Start of SUPPLIED DATA

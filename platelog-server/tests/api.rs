//! HTTP API integration tests, driving the router directly with
//! `tower::ServiceExt::oneshot`.

use axum::body::Body;
use axum::http::{Request, StatusCode};
use axum::Router;
use chrono::{Duration, Utc};
use http_body_util::BodyExt;
use platelog_core::analytics::{
    NamedCount, PlaceholderReference, ReferenceData, SystemHealth,
};
use platelog_core::{AiProvider, AiRequest, Database, Meal, User};
use platelog_server::{create_router, AppState};
use std::sync::atomic::{AtomicUsize, Ordering};
use std::sync::Arc;
use tower::util::ServiceExt;

struct TestApp {
    router: Router,
    admin: User,
    member: User,
}

fn test_app() -> TestApp {
    let db = Database::open_in_memory().expect("open db");
    db.migrate().expect("migrate");

    let mut admin = User::new("admin@example.com");
    admin.is_admin = true;
    db.upsert_user(&admin).expect("upsert admin");

    let member = User::new("member@example.com");
    db.upsert_user(&member).expect("upsert member");

    let now = Utc::now();
    let mut meal = Meal::new(&member.id, "lunch");
    meal.calories = Some(2000.0);
    meal.created_at = now;
    db.insert_meal(&meal).expect("insert meal");

    let mut req = AiRequest::new(&member.id, AiProvider::Gemini);
    req.confidence = Some(0.9);
    req.created_at = now - Duration::days(2);
    db.insert_ai_request(&req).expect("insert request");

    let router = create_router(AppState::new(db, PlaceholderReference));
    TestApp {
        router,
        admin,
        member,
    }
}

async fn send(router: &Router, uri: &str, user_id: Option<&str>) -> (StatusCode, serde_json::Value) {
    let mut builder = Request::builder().uri(uri);
    if let Some(id) = user_id {
        builder = builder.header("X-User-Id", id);
    }
    let request = builder.body(Body::empty()).expect("request");

    let response = router.clone().oneshot(request).await.expect("response");
    let status = response.status();
    let bytes = response.into_body().collect().await.expect("body").to_bytes();
    let value = serde_json::from_slice(&bytes).unwrap_or(serde_json::Value::Null);
    (status, value)
}

#[tokio::test]
async fn test_health_is_public() {
    let app = test_app();
    let (status, body) = send(&app.router, "/health", None).await;
    assert_eq!(status, StatusCode::OK);
    assert_eq!(body["status"], "healthy");
}

#[tokio::test]
async fn test_analytics_requires_identity() {
    let app = test_app();

    let (status, body) = send(&app.router, "/analytics", None).await;
    assert_eq!(status, StatusCode::UNAUTHORIZED);
    assert_eq!(body["detail"], "Missing X-User-Id header");

    let (status, body) = send(&app.router, "/analytics", Some("nobody")).await;
    assert_eq!(status, StatusCode::UNAUTHORIZED);
    assert_eq!(body["detail"], "Unknown user");
}

#[tokio::test]
async fn test_analytics_payload_shape() {
    let app = test_app();
    let (status, body) = send(&app.router, "/analytics", Some(&app.member.id)).await;
    assert_eq!(status, StatusCode::OK);

    // Defaults to the month range
    assert_eq!(body["range"], "month");
    assert_eq!(body["nutrition"]["total_meals_logged"], 1);
    assert_eq!(body["nutrition"]["calories_this_week"].as_array().map(Vec::len), Some(7));
    assert_eq!(body["ai_usage"]["total_requests"], 1);
    assert_eq!(body["ai_usage"]["gemini_requests"], 1);
    assert_eq!(body["goals"]["daily_calorie_goal"], 2000);
    assert_eq!(body["goals"]["streak"], 1);
    assert!(body["recipes"]["favorite_cuisines"].is_array());
}

#[tokio::test]
async fn test_analytics_range_selection() {
    let app = test_app();

    let (status, body) = send(&app.router, "/analytics?range=week", Some(&app.member.id)).await;
    assert_eq!(status, StatusCode::OK);
    assert_eq!(body["range"], "week");

    let (status, body) = send(&app.router, "/analytics?range=all", Some(&app.member.id)).await;
    assert_eq!(status, StatusCode::OK);
    assert_eq!(body["range"], "all");

    let (status, body) =
        send(&app.router, "/analytics?range=decade", Some(&app.member.id)).await;
    assert_eq!(status, StatusCode::BAD_REQUEST);
    assert!(body["detail"].as_str().unwrap().contains("decade"));
}

#[tokio::test]
async fn test_export_formats() {
    let app = test_app();

    let request = Request::builder()
        .uri("/analytics/export?format=csv")
        .header("X-User-Id", &app.member.id)
        .body(Body::empty())
        .expect("request");
    let response = app.router.clone().oneshot(request).await.expect("response");
    assert_eq!(response.status(), StatusCode::OK);
    assert_eq!(
        response.headers()["content-type"].to_str().unwrap(),
        "text/csv"
    );
    let disposition = response.headers()["content-disposition"].to_str().unwrap();
    assert!(disposition.contains(".csv"));
    let body = response.into_body().collect().await.expect("body").to_bytes();
    assert!(std::str::from_utf8(&body).unwrap().starts_with("date,name,calories"));

    let (status, body) = send(
        &app.router,
        "/analytics/export?format=json",
        Some(&app.member.id),
    )
    .await;
    assert_eq!(status, StatusCode::OK);
    assert_eq!(body["email"], "member@example.com");

    let (status, _) = send(
        &app.router,
        "/analytics/export?format=xml",
        Some(&app.member.id),
    )
    .await;
    assert_eq!(status, StatusCode::BAD_REQUEST);
}

#[tokio::test]
async fn test_admin_gate() {
    let app = test_app();

    for uri in ["/admin/stats", "/admin/users"] {
        let (status, body) = send(&app.router, uri, Some(&app.member.id)).await;
        assert_eq!(status, StatusCode::FORBIDDEN, "expected 403 for {}", uri);
        assert_eq!(body["detail"], "Admin access required");

        let (status, _) = send(&app.router, uri, None).await;
        assert_eq!(status, StatusCode::UNAUTHORIZED);
    }
}

/// Reference provider that counts every call it receives, delegating
/// the actual data to the placeholder.
struct CountingReference {
    calls: Arc<AtomicUsize>,
}

impl ReferenceData for CountingReference {
    fn favorite_cuisines(&self, user_id: &str) -> Vec<NamedCount> {
        self.calls.fetch_add(1, Ordering::SeqCst);
        PlaceholderReference.favorite_cuisines(user_id)
    }

    fn most_cooked(&self, user_id: &str) -> Vec<NamedCount> {
        self.calls.fetch_add(1, Ordering::SeqCst);
        PlaceholderReference.most_cooked(user_id)
    }

    fn system_health(&self) -> SystemHealth {
        self.calls.fetch_add(1, Ordering::SeqCst);
        PlaceholderReference.system_health()
    }
}

#[tokio::test]
async fn test_admin_denial_short_circuits_before_assembly() {
    let db = Database::open_in_memory().expect("open db");
    db.migrate().expect("migrate");

    let mut admin = User::new("admin@example.com");
    admin.is_admin = true;
    db.upsert_user(&admin).expect("upsert admin");
    let member = User::new("member@example.com");
    db.upsert_user(&member).expect("upsert member");

    let calls = Arc::new(AtomicUsize::new(0));
    let reference = CountingReference {
        calls: calls.clone(),
    };
    let router = create_router(AppState::new(db, reference));

    // Denied requests never reach the stats assembler
    let (status, _) = send(&router, "/admin/stats", Some(&member.id)).await;
    assert_eq!(status, StatusCode::FORBIDDEN);
    let (status, _) = send(&router, "/admin/stats", None).await;
    assert_eq!(status, StatusCode::UNAUTHORIZED);
    assert_eq!(calls.load(Ordering::SeqCst), 0);

    // An admin request does, as a sanity check on the counter
    let (status, _) = send(&router, "/admin/stats", Some(&admin.id)).await;
    assert_eq!(status, StatusCode::OK);
    assert!(calls.load(Ordering::SeqCst) > 0);
}

#[tokio::test]
async fn test_admin_stats_payload() {
    let app = test_app();
    let (status, body) = send(&app.router, "/admin/stats", Some(&app.admin.id)).await;
    assert_eq!(status, StatusCode::OK);

    assert_eq!(body["users"]["total"], 2);
    assert!(body["revenue"]["monthly"].is_number());
    assert_eq!(body["ai_usage"]["total_requests"], 1);
    assert!(body["ai_usage"]["estimated_cost_this_month"].is_number());
    assert_eq!(body["system"]["status"], "healthy");
}

#[tokio::test]
async fn test_admin_user_list_pagination() {
    let app = test_app();

    let (status, body) = send(
        &app.router,
        "/admin/users?page=1&limit=1",
        Some(&app.admin.id),
    )
    .await;
    assert_eq!(status, StatusCode::OK);
    assert_eq!(body["total"], 2);
    assert_eq!(body["page"], 1);
    assert_eq!(body["limit"], 1);
    assert_eq!(body["users"].as_array().unwrap().len(), 1);

    // Out-of-range values clamp rather than erroring
    let (status, body) = send(
        &app.router,
        "/admin/users?page=0&limit=9999",
        Some(&app.admin.id),
    )
    .await;
    assert_eq!(status, StatusCode::OK);
    assert_eq!(body["page"], 1);
    assert_eq!(body["limit"], 100);
}

#[tokio::test]
async fn test_admin_user_detail() {
    let app = test_app();

    let uri = format!("/admin/users/{}", app.member.id);
    let (status, body) = send(&app.router, &uri, Some(&app.admin.id)).await;
    assert_eq!(status, StatusCode::OK);
    assert_eq!(body["email"], "member@example.com");
    assert_eq!(body["total_meals"], 1);
    assert_eq!(body["ai_usage"]["gemini_requests"], 1);

    let (status, body) = send(&app.router, "/admin/users/ghost", Some(&app.admin.id)).await;
    assert_eq!(status, StatusCode::NOT_FOUND);
    assert!(body["detail"].as_str().unwrap().contains("ghost"));
}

End of SUPPLIED DATA

■ TO DO
Among the entries above, count every line containing the string "FORBIDDEN". Your reply must be that number alone.

■ EXERCISE RESULT
2